▶ To do
Lines of the material that include the word "state" are to be counted; only their number should be given.

▶ Data records
|---|

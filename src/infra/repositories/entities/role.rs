//! Role database entity for SeaORM.

use sea_orm::entity::prelude::*;

use crate::domain::Role;

#[derive(Clone, Debug, PartialEq, Eq, DeriveEntityModel)]
#[sea_orm(table_name = "roles")]
pub struct Model {
    #[sea_orm(primary_key)]
    pub id: i32,
    pub name: String,
}

#[derive(Copy, Clone, Debug, EnumIter, DeriveRelation)]
pub enum Relation {
    #[sea_orm(has_many = "super::employee::Entity")]
    Employee,
}

impl Related<super::employee::Entity> for Entity {
    fn to() -> RelationDef {
        Relation::Employee.def()
    }
}

impl ActiveModelBehavior for ActiveModel {}

/// Convert database model to domain entity
impl From<Model> for Role {
    fn from(model: Model) -> Self {
        Role {
            id: model.id,
            name: model.name,
        }
    }
}
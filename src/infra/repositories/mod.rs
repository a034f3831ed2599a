//! Repository layer - Data access abstraction
//!
//! Repositories provide an abstraction over data persistence,
//! following the Repository pattern for clean separation of concerns.

mod employee_repository;
pub(crate) mod entities;
mod role_repository;
mod user_repository;

pub use employee_repository::{EmployeeRepository, EmployeeStore};
pub use role_repository::{RoleRepository, RoleStore};
pub use user_repository::{UserRepository, UserStore};

// Export mocks for tests (both unit and integration)
#[cfg(feature = "test-utils")]
pub use employee_repository::MockEmployeeRepository;
#[cfg(feature = "test-utils")]
pub use role_repository::MockRoleRepository;
#[cfg(feature = "test-utils")]
pub use user_repository::MockUserRepository;
//! API layer - HTTP handlers and middleware
//!
//! This module contains all HTTP-related concerns:
//! - Request handlers
//! - Middleware (authentication)
//! - Route definitions

pub mod handlers;
pub mod middleware;
pub mod routes;
pub mod state;

pub use routes::create_router;
pub use state::AppState;
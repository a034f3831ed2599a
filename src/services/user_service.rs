//! User service - Handles user-related business logic.
//!
//! Enforces the one-to-one employee link and username uniqueness. The
//! service-level checks exist for friendly conflict messages; the unique
//! indexes at the store are the true guard, and constraint violations
//! surfacing from the race window are translated to the same conflicts.

use std::sync::Arc;

use async_trait::async_trait;

use super::access::{AccessAction, AccessGate};
use crate::domain::{
    Conflict, Outcome, Password, SecurityContext, User, UserCreate, UserRead, UserUpdate,
};
use crate::errors::{AppError, AppResult};
use crate::infra::{EmployeeRepository, UserRepository};

/// User service trait for dependency injection.
#[async_trait]
pub trait UserService: Send + Sync {
    /// List all users
    async fn get_all_users(&self) -> AppResult<Vec<UserRead>>;

    /// Get user by ID; self-service access for non-elevated principals
    async fn get_user_by_id(&self, id: i32, ctx: &SecurityContext)
        -> AppResult<Outcome<UserRead>>;

    /// Create a new user linked to an unlinked, existing employee
    async fn create_user(&self, input: UserCreate) -> AppResult<Outcome<UserRead>>;

    /// Apply a sparse patch to a user
    async fn update_user(
        &self,
        id: i32,
        patch: UserUpdate,
        ctx: &SecurityContext,
    ) -> AppResult<Outcome<UserRead>>;

    /// Delete a user
    async fn delete_user(&self, id: i32) -> AppResult<Outcome<()>>;
}

/// Translate a store-level unique constraint violation into the matching
/// business conflict. Returns `None` for any other error.
fn unique_conflict(err: &AppError) -> Option<Conflict> {
    if let AppError::Database(db_err) = err {
        if let Some(sea_orm::SqlErr::UniqueConstraintViolation(msg)) = db_err.sql_err() {
            return Some(if msg.contains("username") {
                Conflict::UsernameTaken
            } else {
                Conflict::EmployeeLinkedToAnotherUser
            });
        }
    }
    None
}

/// Concrete implementation of UserService using repositories.
pub struct UserManager {
    users: Arc<dyn UserRepository>,
    employees: Arc<dyn EmployeeRepository>,
    gate: AccessGate,
}

impl UserManager {
    /// Create new user service instance with repositories
    pub fn new(users: Arc<dyn UserRepository>, employees: Arc<dyn EmployeeRepository>) -> Self {
        let gate = AccessGate::new(users.clone());
        Self {
            users,
            employees,
            gate,
        }
    }
}

#[async_trait]
impl UserService for UserManager {
    async fn get_all_users(&self) -> AppResult<Vec<UserRead>> {
        let users = self.users.find_all().await?;
        let dtos: Vec<UserRead> = users.into_iter().map(UserRead::from).collect();

        tracing::info!(count = dtos.len(), "Successfully retrieved users");

        Ok(dtos)
    }

    async fn get_user_by_id(
        &self,
        id: i32,
        ctx: &SecurityContext,
    ) -> AppResult<Outcome<UserRead>> {
        self.gate.authorize_user(ctx, id, AccessAction::View)?;

        let Some(user) = self.users.find_by_id(id).await? else {
            return Ok(Outcome::NotFound);
        };

        Ok(Outcome::Ok(UserRead::from(user)))
    }

    async fn create_user(&self, input: UserCreate) -> AppResult<Outcome<UserRead>> {
        if self.users.find_by_username(&input.username).await?.is_some() {
            tracing::warn!(username = %input.username, "Username already exists");
            return Ok(Outcome::Conflict(Conflict::UsernameTaken));
        }

        if self
            .users
            .find_by_employee_id(input.employee_id)
            .await?
            .is_some()
        {
            tracing::warn!(
                employee_id = input.employee_id,
                "Employee is already linked to another user"
            );
            return Ok(Outcome::Conflict(Conflict::EmployeeLinkedToAnotherUser));
        }

        if self.employees.find_by_id(input.employee_id).await?.is_none() {
            tracing::warn!(employee_id = input.employee_id, "Employee not found");
            return Ok(Outcome::Conflict(Conflict::EmployeeNotFound));
        }

        let password_hash = Password::new(&input.password)?.into_string();
        let user = User {
            id: 0,
            username: input.username,
            password_hash,
            employee_id: input.employee_id,
        };

        let created = match self.users.create(user).await {
            Ok(created) => created,
            Err(err) => match unique_conflict(&err) {
                Some(conflict) => return Ok(Outcome::Conflict(conflict)),
                None => return Err(err),
            },
        };
        tracing::info!(id = created.id, "User created");

        Ok(Outcome::Ok(UserRead::from(created)))
    }

    async fn update_user(
        &self,
        id: i32,
        patch: UserUpdate,
        ctx: &SecurityContext,
    ) -> AppResult<Outcome<UserRead>> {
        self.gate.authorize_user(ctx, id, AccessAction::Update)?;

        let Some(mut user) = self.users.find_by_id(id).await? else {
            return Ok(Outcome::NotFound);
        };

        if let Some(employee_id) = patch.employee_id {
            if self.employees.find_by_id(employee_id).await?.is_none() {
                tracing::warn!(employee_id, "Employee not found");
                return Ok(Outcome::Conflict(Conflict::EmployeeNotFound));
            }

            // A user is always "linked to itself"; only a different user
            // holding the target employee is a conflict
            if let Some(linked) = self.users.find_by_employee_id(employee_id).await? {
                if linked.id != user.id {
                    tracing::warn!(
                        employee_id,
                        "Employee is already linked to another user"
                    );
                    return Ok(Outcome::Conflict(Conflict::EmployeeLinkedToAnotherUser));
                }
            }

            user.employee_id = employee_id;
        }

        // A blank password leaves the stored hash unchanged
        if let Some(password) = patch.password.as_deref() {
            if !password.trim().is_empty() {
                user.password_hash = Password::new(password)?.into_string();
            }
        }

        let saved = match self.users.update(user).await {
            Ok(saved) => saved,
            Err(err) => match unique_conflict(&err) {
                Some(conflict) => return Ok(Outcome::Conflict(conflict)),
                None => return Err(err),
            },
        };
        tracing::info!(id, "User updated successfully");

        Ok(Outcome::Ok(UserRead::from(saved)))
    }

    async fn delete_user(&self, id: i32) -> AppResult<Outcome<()>> {
        let Some(user) = self.users.find_by_id(id).await? else {
            return Ok(Outcome::NotFound);
        };

        self.users.delete(user.id).await?;
        tracing::info!(id, "Deleted user successfully");

        Ok(Outcome::Ok(()))
    }
}
//! Employee repository implementation.

use async_trait::async_trait;
use sea_orm::{
    ActiveModelTrait, ColumnTrait, DatabaseConnection, EntityTrait, NotSet, QueryFilter, Set,
};

use super::entities::employee::{self, ActiveModel, Entity as EmployeeEntity};
use crate::domain::Employee;
use crate::errors::{AppError, AppResult};

#[cfg(feature = "test-utils")]
use mockall::automock;

/// Employee repository trait for dependency injection.
#[cfg_attr(feature = "test-utils", automock)]
#[async_trait]
pub trait EmployeeRepository: Send + Sync {
    /// List all employees in storage order
    async fn find_all(&self) -> AppResult<Vec<Employee>>;

    /// Find employee by ID
    async fn find_by_id(&self, id: i32) -> AppResult<Option<Employee>>;

    /// List employees referencing a role (role deletion guard)
    async fn find_by_role_id(&self, role_id: i32) -> AppResult<Vec<Employee>>;

    /// Insert a new employee; the store assigns the identity
    async fn create(&self, employee: Employee) -> AppResult<Employee>;

    /// Persist a mutated employee
    async fn update(&self, employee: Employee) -> AppResult<Employee>;

    /// Delete employee by ID
    async fn delete(&self, id: i32) -> AppResult<()>;
}

/// Concrete implementation of EmployeeRepository over SeaORM
pub struct EmployeeStore {
    db: DatabaseConnection,
}

impl EmployeeStore {
    /// Create new repository instance
    pub fn new(db: DatabaseConnection) -> Self {
        Self { db }
    }
}

fn to_active(employee: Employee, keep_id: bool) -> ActiveModel {
    ActiveModel {
        id: if keep_id { Set(employee.id) } else { NotSet },
        first_name: Set(employee.first_name),
        last_name: Set(employee.last_name),
        age: Set(employee.age),
        phone: Set(employee.phone),
        email: Set(employee.email),
        position: Set(employee.position),
        date_of_hire: Set(employee.date_of_hire),
        role_id: Set(employee.role_id),
    }
}

#[async_trait]
impl EmployeeRepository for EmployeeStore {
    async fn find_all(&self) -> AppResult<Vec<Employee>> {
        let models = EmployeeEntity::find()
            .all(&self.db)
            .await
            .map_err(AppError::from)?;

        Ok(models.into_iter().map(Employee::from).collect())
    }

    async fn find_by_id(&self, id: i32) -> AppResult<Option<Employee>> {
        let result = EmployeeEntity::find_by_id(id)
            .one(&self.db)
            .await
            .map_err(AppError::from)?;

        Ok(result.map(Employee::from))
    }

    async fn find_by_role_id(&self, role_id: i32) -> AppResult<Vec<Employee>> {
        let models = EmployeeEntity::find()
            .filter(employee::Column::RoleId.eq(role_id))
            .all(&self.db)
            .await
            .map_err(AppError::from)?;

        Ok(models.into_iter().map(Employee::from).collect())
    }

    async fn create(&self, employee: Employee) -> AppResult<Employee> {
        let model = to_active(employee, false)
            .insert(&self.db)
            .await
            .map_err(AppError::from)?;

        Ok(Employee::from(model))
    }

    async fn update(&self, employee: Employee) -> AppResult<Employee> {
        let model = to_active(employee, true)
            .update(&self.db)
            .await
            .map_err(AppError::from)?;

        Ok(Employee::from(model))
    }

    async fn delete(&self, id: i32) -> AppResult<()> {
        EmployeeEntity::delete_by_id(id)
            .exec(&self.db)
            .await
            .map_err(AppError::from)?;

        Ok(())
    }
}
//! Employee database entity for SeaORM.

use sea_orm::entity::prelude::*;

use crate::domain::Employee;

#[derive(Clone, Debug, PartialEq, Eq, DeriveEntityModel)]
#[sea_orm(table_name = "employees")]
pub struct Model {
    #[sea_orm(primary_key)]
    pub id: i32,
    pub first_name: String,
    pub last_name: String,
    pub age: i32,
    pub phone: String,
    pub email: String,
    pub position: String,
    pub date_of_hire: Date,
    pub role_id: i32,
}

#[derive(Copy, Clone, Debug, EnumIter, DeriveRelation)]
pub enum Relation {
    #[sea_orm(
        belongs_to = "super::role::Entity",
        from = "Column::RoleId",
        to = "super::role::Column::Id"
    )]
    Role,
    #[sea_orm(has_one = "super::user::Entity")]
    User,
}

impl Related<super::role::Entity> for Entity {
    fn to() -> RelationDef {
        Relation::Role.def()
    }
}

impl Related<super::user::Entity> for Entity {
    fn to() -> RelationDef {
        Relation::User.def()
    }
}

impl ActiveModelBehavior for ActiveModel {}

/// Convert database model to domain entity
impl From<Model> for Employee {
    fn from(model: Model) -> Self {
        Employee {
            id: model.id,
            first_name: model.first_name,
            last_name: model.last_name,
            age: model.age,
            phone: model.phone,
            email: model.email,
            position: model.position,
            date_of_hire: model.date_of_hire,
            role_id: model.role_id,
        }
    }
}
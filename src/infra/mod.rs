//! Infrastructure layer - External systems integration
//!
//! This module handles all external system concerns:
//! - Database connections and migrations
//! - Entity repositories

pub mod db;
pub mod repositories;

pub use db::{Database, Migrator};
pub use repositories::{
    EmployeeRepository, EmployeeStore, RoleRepository, RoleStore, UserRepository, UserStore,
};

#[cfg(feature = "test-utils")]
pub use repositories::{MockEmployeeRepository, MockRoleRepository, MockUserRepository};
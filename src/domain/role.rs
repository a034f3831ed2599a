//! Role domain entity and related types.

use serde::{Deserialize, Serialize};

/// Role domain entity
#[derive(Debug, Clone, PartialEq, Eq)]
pub struct Role {
    pub id: i32,
    pub name: String,
}

/// Role creation data transfer object
#[derive(Debug, Clone, Deserialize)]
pub struct RoleCreate {
    pub name: String,
}

/// Role update data transfer object.
///
/// `name: None` leaves the name unchanged; `Some("")` is a real rename
/// to the empty string, not a no-op.
#[derive(Debug, Clone, Default, Deserialize)]
pub struct RoleUpdate {
    pub name: Option<String>,
}

/// Role response (safe to return to client)
#[derive(Debug, Clone, PartialEq, Eq, Serialize)]
pub struct RoleRead {
    pub id: i32,
    pub name: String,
}

impl From<Role> for RoleRead {
    fn from(role: Role) -> Self {
        Self {
            id: role.id,
            name: role.name,
        }
    }
}

impl Role {
    /// Apply a sparse patch; absent fields are untouched.
    pub fn apply(&mut self, patch: RoleUpdate) {
        if let Some(name) = patch.name {
            self.name = name;
        }
    }
}
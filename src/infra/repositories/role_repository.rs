//! Role repository implementation.

use async_trait::async_trait;
use sea_orm::{ActiveModelTrait, DatabaseConnection, EntityTrait, NotSet, Set};

use super::entities::role::{ActiveModel, Entity as RoleEntity};
use crate::domain::Role;
use crate::errors::{AppError, AppResult};

#[cfg(feature = "test-utils")]
use mockall::automock;

/// Role repository trait for dependency injection.
#[cfg_attr(feature = "test-utils", automock)]
#[async_trait]
pub trait RoleRepository: Send + Sync {
    /// List all roles in storage order
    async fn find_all(&self) -> AppResult<Vec<Role>>;

    /// Find role by ID
    async fn find_by_id(&self, id: i32) -> AppResult<Option<Role>>;

    /// Insert a new role; the store assigns the identity
    async fn create(&self, role: Role) -> AppResult<Role>;

    /// Persist a mutated role
    async fn update(&self, role: Role) -> AppResult<Role>;

    /// Delete role by ID
    async fn delete(&self, id: i32) -> AppResult<()>;
}

/// Concrete implementation of RoleRepository over SeaORM
pub struct RoleStore {
    db: DatabaseConnection,
}

impl RoleStore {
    /// Create new repository instance
    pub fn new(db: DatabaseConnection) -> Self {
        Self { db }
    }
}

#[async_trait]
impl RoleRepository for RoleStore {
    async fn find_all(&self) -> AppResult<Vec<Role>> {
        let models = RoleEntity::find()
            .all(&self.db)
            .await
            .map_err(AppError::from)?;

        Ok(models.into_iter().map(Role::from).collect())
    }

    async fn find_by_id(&self, id: i32) -> AppResult<Option<Role>> {
        let result = RoleEntity::find_by_id(id)
            .one(&self.db)
            .await
            .map_err(AppError::from)?;

        Ok(result.map(Role::from))
    }

    async fn create(&self, role: Role) -> AppResult<Role> {
        let active = ActiveModel {
            id: NotSet,
            name: Set(role.name),
        };

        let model = active.insert(&self.db).await.map_err(AppError::from)?;
        Ok(Role::from(model))
    }

    async fn update(&self, role: Role) -> AppResult<Role> {
        let active = ActiveModel {
            id: Set(role.id),
            name: Set(role.name),
        };

        let model = active.update(&self.db).await.map_err(AppError::from)?;
        Ok(Role::from(model))
    }

    async fn delete(&self, id: i32) -> AppResult<()> {
        RoleEntity::delete_by_id(id)
            .exec(&self.db)
            .await
            .map_err(AppError::from)?;

        Ok(())
    }
}
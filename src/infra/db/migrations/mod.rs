//! Database migrations.
//!
//! Each migration is a separate module following SeaORM conventions.
//! Migration names follow the pattern: m{YYYYMMDD}_{NNNNNN}_{description}

use sea_orm_migration::prelude::*;

mod m20250601_000001_create_schema;

pub struct Migrator;

#[async_trait::async_trait]
impl MigratorTrait for Migrator {
    fn migrations() -> Vec<Box<dyn MigrationTrait>> {
        vec![Box::new(m20250601_000001_create_schema::Migration)]
    }
}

|---|

▶ Solution to this problem
2